Work required — Report the count of lines containing the word "there" in these records, with no other text.

Records from a collection —
# # # # # # #
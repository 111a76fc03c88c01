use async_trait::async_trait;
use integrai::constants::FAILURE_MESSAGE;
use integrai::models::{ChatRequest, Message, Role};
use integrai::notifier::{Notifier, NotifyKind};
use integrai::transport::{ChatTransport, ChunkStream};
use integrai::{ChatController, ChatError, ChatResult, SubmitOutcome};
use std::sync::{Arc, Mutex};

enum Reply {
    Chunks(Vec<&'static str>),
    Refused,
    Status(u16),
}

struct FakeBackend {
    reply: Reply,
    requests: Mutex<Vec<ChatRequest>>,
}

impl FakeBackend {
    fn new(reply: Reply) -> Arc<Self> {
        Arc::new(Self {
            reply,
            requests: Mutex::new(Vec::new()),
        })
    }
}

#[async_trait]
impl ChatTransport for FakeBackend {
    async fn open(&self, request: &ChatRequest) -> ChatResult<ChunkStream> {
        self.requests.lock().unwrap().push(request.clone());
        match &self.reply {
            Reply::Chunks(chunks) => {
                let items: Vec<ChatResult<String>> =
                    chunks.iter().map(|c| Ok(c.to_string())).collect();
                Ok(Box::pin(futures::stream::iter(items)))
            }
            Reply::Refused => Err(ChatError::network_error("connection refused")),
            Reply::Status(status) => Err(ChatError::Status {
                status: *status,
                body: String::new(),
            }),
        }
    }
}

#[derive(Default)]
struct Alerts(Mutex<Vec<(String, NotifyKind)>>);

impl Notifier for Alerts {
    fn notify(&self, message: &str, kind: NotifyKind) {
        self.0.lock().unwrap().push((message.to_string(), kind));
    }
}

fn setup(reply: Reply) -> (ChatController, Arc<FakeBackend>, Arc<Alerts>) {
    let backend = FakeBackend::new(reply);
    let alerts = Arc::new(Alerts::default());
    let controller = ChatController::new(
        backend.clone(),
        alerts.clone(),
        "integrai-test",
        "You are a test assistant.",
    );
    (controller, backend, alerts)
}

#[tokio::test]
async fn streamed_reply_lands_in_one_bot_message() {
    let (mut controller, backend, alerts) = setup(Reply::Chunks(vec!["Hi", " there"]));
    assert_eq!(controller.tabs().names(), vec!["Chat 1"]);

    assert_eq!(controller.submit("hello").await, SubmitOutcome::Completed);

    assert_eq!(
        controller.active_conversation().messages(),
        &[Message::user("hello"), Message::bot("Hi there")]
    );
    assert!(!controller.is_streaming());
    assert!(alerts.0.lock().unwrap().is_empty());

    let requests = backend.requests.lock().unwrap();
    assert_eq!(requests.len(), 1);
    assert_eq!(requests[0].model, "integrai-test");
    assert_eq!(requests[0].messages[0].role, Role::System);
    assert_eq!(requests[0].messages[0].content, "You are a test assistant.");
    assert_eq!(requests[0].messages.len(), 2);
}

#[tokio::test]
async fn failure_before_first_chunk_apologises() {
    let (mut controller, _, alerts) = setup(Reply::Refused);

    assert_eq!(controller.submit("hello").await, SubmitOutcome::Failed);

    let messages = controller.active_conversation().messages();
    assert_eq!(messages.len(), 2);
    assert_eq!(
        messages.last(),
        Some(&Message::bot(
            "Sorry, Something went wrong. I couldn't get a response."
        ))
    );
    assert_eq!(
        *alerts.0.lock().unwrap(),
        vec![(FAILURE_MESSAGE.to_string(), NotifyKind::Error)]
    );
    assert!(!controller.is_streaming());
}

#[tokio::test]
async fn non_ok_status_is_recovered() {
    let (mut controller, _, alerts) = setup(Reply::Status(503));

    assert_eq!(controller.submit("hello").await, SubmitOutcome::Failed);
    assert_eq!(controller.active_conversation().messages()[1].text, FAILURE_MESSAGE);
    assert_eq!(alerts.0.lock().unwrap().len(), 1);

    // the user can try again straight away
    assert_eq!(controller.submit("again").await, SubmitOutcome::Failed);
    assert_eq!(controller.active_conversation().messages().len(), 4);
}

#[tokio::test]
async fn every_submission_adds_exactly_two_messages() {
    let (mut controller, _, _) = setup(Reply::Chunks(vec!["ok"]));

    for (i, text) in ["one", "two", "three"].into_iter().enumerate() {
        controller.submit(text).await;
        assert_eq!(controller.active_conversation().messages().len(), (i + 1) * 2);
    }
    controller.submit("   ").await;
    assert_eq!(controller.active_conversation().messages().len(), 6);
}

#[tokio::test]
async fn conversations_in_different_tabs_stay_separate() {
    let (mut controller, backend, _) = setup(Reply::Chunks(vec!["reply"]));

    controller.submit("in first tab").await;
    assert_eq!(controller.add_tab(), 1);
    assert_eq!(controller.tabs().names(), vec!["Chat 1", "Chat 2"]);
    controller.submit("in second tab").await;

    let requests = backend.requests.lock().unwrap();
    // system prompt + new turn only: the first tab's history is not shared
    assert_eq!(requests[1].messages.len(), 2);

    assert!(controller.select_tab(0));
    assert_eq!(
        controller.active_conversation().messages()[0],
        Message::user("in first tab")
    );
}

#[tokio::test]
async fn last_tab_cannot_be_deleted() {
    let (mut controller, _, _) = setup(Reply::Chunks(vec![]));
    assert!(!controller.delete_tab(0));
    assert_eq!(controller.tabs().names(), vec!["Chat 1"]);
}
# # # # # # #
Expected output — 2